Elle retourne sur les lieux pour tenter d'en savoir plus sur cet homme dont le sourire au moment de mourir l'a troublée et apprend que c'était lui-même un ancien machiniste de la RATP qui venait de perdre sa femme.
La narratrice se l'imagine aussitôt la conscience lourde de cet automne de 1961 où, station Charonne, la police a chargé, ou dans la tragique soirée du 17 octobre de la même année.
"J'essayais d'imaginer dans quel décor il s'était levé le matin, quel vieux désespoir l'avait soudain rattrapé, quelles images insoutenables, lointaines ou non, quelle transformation du monde rendaient désormais la vie impossible. Peut-être seulement la solitude."

Revenue chez elle au petit matin sans avoir appelé son amant pour lui expliquer les raisons de son absence à cet hôtel de bord de mer qu'elle avait elle-même réservé comme une fête, incapable de lui faire le récit de sa nuit blanche, la femme laisse sur son répondeur ce message énigmatique : "Écoute la pluie" . Une manière toute personnelle de tenter de lui faire comprendre qu'ils sont vivants et que l'amour aussi peut, doit, se vivre pleinement.
Le photographe pour qui "les mots ne sont jamais à la hauteur", sera-t-il capable de comprendre ?

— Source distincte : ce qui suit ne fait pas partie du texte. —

//! FraudGuard - Risk Engine Client
//!
//! # Usage
//!
//! ```bash
//! # Score the default transaction against a local engine
//! fraudguard predict
//!
//! # Score the fixed anomalous sample
//! fraudguard predict --sample anomalous
//!
//! # Print a random legitimate-looking sample
//! fraudguard sample legit --json
//! ```

use anyhow::{Context, Result};
use clap::{Parser, Subcommand};

use fraudguard_client::api::{predict, sample};
use fraudguard_client::constants;
use fraudguard_client::logic::prediction::EngineConfig;

#[derive(Parser)]
#[command(
    name = "fraudguard",
    version,
    about = "FraudGuard - submit synthetic transactions to a risk engine"
)]
struct Cli {
    /// Increase verbosity (-v, -vv, -vvv)
    #[arg(short, long, action = clap::ArgAction::Count, global = true)]
    verbose: u8,

    /// Risk engine base URL [default: $RISK_ENGINE_URL, then http://localhost:8000]
    #[arg(long, global = true)]
    engine_url: Option<String>,

    #[command(subcommand)]
    command: Commands,
}

#[derive(Subcommand)]
enum Commands {
    /// Submit a transaction and show the verdict
    Predict(predict::PredictArgs),

    /// Print a generated transaction
    Sample(sample::SampleArgs),
}

#[tokio::main]
async fn main() -> Result<()> {
    dotenvy::dotenv().ok();
    let cli = Cli::parse();

    setup_logging(cli.verbose);
    tracing::debug!("{} v{} starting", constants::APP_NAME, constants::APP_VERSION);

    match cli.command {
        Commands::Predict(args) => {
            let config = match cli.engine_url {
                Some(url) => EngineConfig::new(url),
                None => EngineConfig::from_env(),
            }
            .context("Cannot configure the risk engine client")?;
            predict::run(args, config).await
        }
        Commands::Sample(args) => sample::run(args),
    }
}

/// Setup logging based on verbosity level; `RUST_LOG` wins when set
fn setup_logging(verbosity: u8) {
    use tracing_subscriber::EnvFilter;

    let filter = match verbosity {
        0 => "warn",
        1 => "fraudguard_client=info",
        2 => "fraudguard_client=debug",
        _ => "trace",
    };

    tracing_subscriber::fmt()
        .with_env_filter(EnvFilter::try_from_default_env().unwrap_or_else(|_| EnvFilter::new(filter)))
        .with_writer(std::io::stderr)
        .init();
}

Le décor a ici toute sa place. Les lieux (de préférence les gares, les plages qui symbolisent un entre-deux), les rues, places et plages, les chambres ou appartement, la nature et même les objets (robe verte acquise de façon impulsive et aussitôt abandonnée sur un banc, vase ébréché chargé de souvenirs sorti du placard de la cuisine), deviennent personnages à part entière.

On retrouve dans ce court roman, les incursions historiques et idéologiques familières à la romancière (notamment l'évocation des manifestations pour le Larzac), le temps qui passe, la nostalgie et le refus de la résignation qu'elle décline sous toutes ses formes.
Et la narratrice, "spectatrice d'un monde lointain" comme la définit l'auteur, cette femme aux sentiments parfois contradictoires qui pense que "les vies d'adulte ne sont que des tentatives pour guérir le chagrin de l'enfance inachevée", cet être à la fois fragile et d'une détermination sans faille à vivre, s'inscrit de même dans la lignée de Nina, Édith, Hélène et Anne... rencontrées au fil des récits précédents de Michel Lesbre.

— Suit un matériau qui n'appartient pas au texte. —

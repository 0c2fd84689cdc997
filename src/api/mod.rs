//! API Module - Operator command surface
//!
//! Structure:
//! - predict.rs: build a transaction, submit it, render the verdict
//! - sample.rs: print a generated transaction
//! - render.rs: terminal rendering shared by both

pub mod predict;
pub mod render;
pub mod sample;

use clap::ValueEnum;

/// Which synthetic generator to run
#[derive(Debug, Clone, Copy, PartialEq, Eq, ValueEnum)]
pub enum SampleKind {
    /// Legitimate-looking random draw
    Legit,
    /// Fixed vector known to score as fraud
    Anomalous,
}
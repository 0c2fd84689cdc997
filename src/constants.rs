//! Central Configuration Constants
//!
//! Single source of truth for all configuration defaults.
//! To change the default risk engine address, only edit this file.

/// Default risk engine URL
///
/// Fallback when `RISK_ENGINE_URL` is not set.
/// The reference engine listens on port 8000.
pub const DEFAULT_ENGINE_URL: &str = "http://localhost:8000";

/// Environment variable holding the risk engine base address
pub const ENGINE_URL_ENV: &str = "RISK_ENGINE_URL";

/// Per-request timeout (seconds)
pub const DEFAULT_REQUEST_TIMEOUT_SECS: u64 = 10;

/// Prediction route on the risk engine
pub const PREDICT_PATH: &str = "/predict";

/// App version
pub const APP_VERSION: &str = env!("CARGO_PKG_VERSION");

/// App name
pub const APP_NAME: &str = "FraudGuard";

// ============================================
// Helper functions to read from env with fallback
// ============================================

/// Get risk engine URL from environment or use default
pub fn get_engine_url() -> String {
    engine_url_or_default(std::env::var(ENGINE_URL_ENV).ok())
}

/// Unset or blank values fall back to `DEFAULT_ENGINE_URL`
pub(crate) fn engine_url_or_default(raw: Option<String>) -> String {
    raw.map(|s| s.trim().to_string())
        .filter(|s| !s.is_empty())
        .unwrap_or_else(|| DEFAULT_ENGINE_URL.to_string())
}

Le style simple et discret, l'écriture délicate et intime, émouvante et sans faux-fuyant sont d'une infinie justesse. Poétique par moment, n'hésitant pas à être crue quand cela s'avère nécessaire, la langue fouille la confusion des sentiments jusqu'au trouble le plus profond. Musicale, la pluie omniprésente vient, en écho à la chanson de Barbara, bercer le lecteur avec une infinie mélancolie.

Un roman fort et lumineux, à partir du voyage intérieur d'une narratrice au nom inconnu qui effeuille le livre de sa vie, semant au vent des questions sur l'amour, la lutte, le désir, la mort et la société qui nous entoure dans une errance toute en ombre et lumière, cinématographique, à la manière de Patrick Modiano que l'auteur admire tant.

Un livre habité et sensible, dense et bouleversant, sur le monde et l'urgence de vivre. Superbe !

Dominique Baillon-Lalande 
(05/03/13)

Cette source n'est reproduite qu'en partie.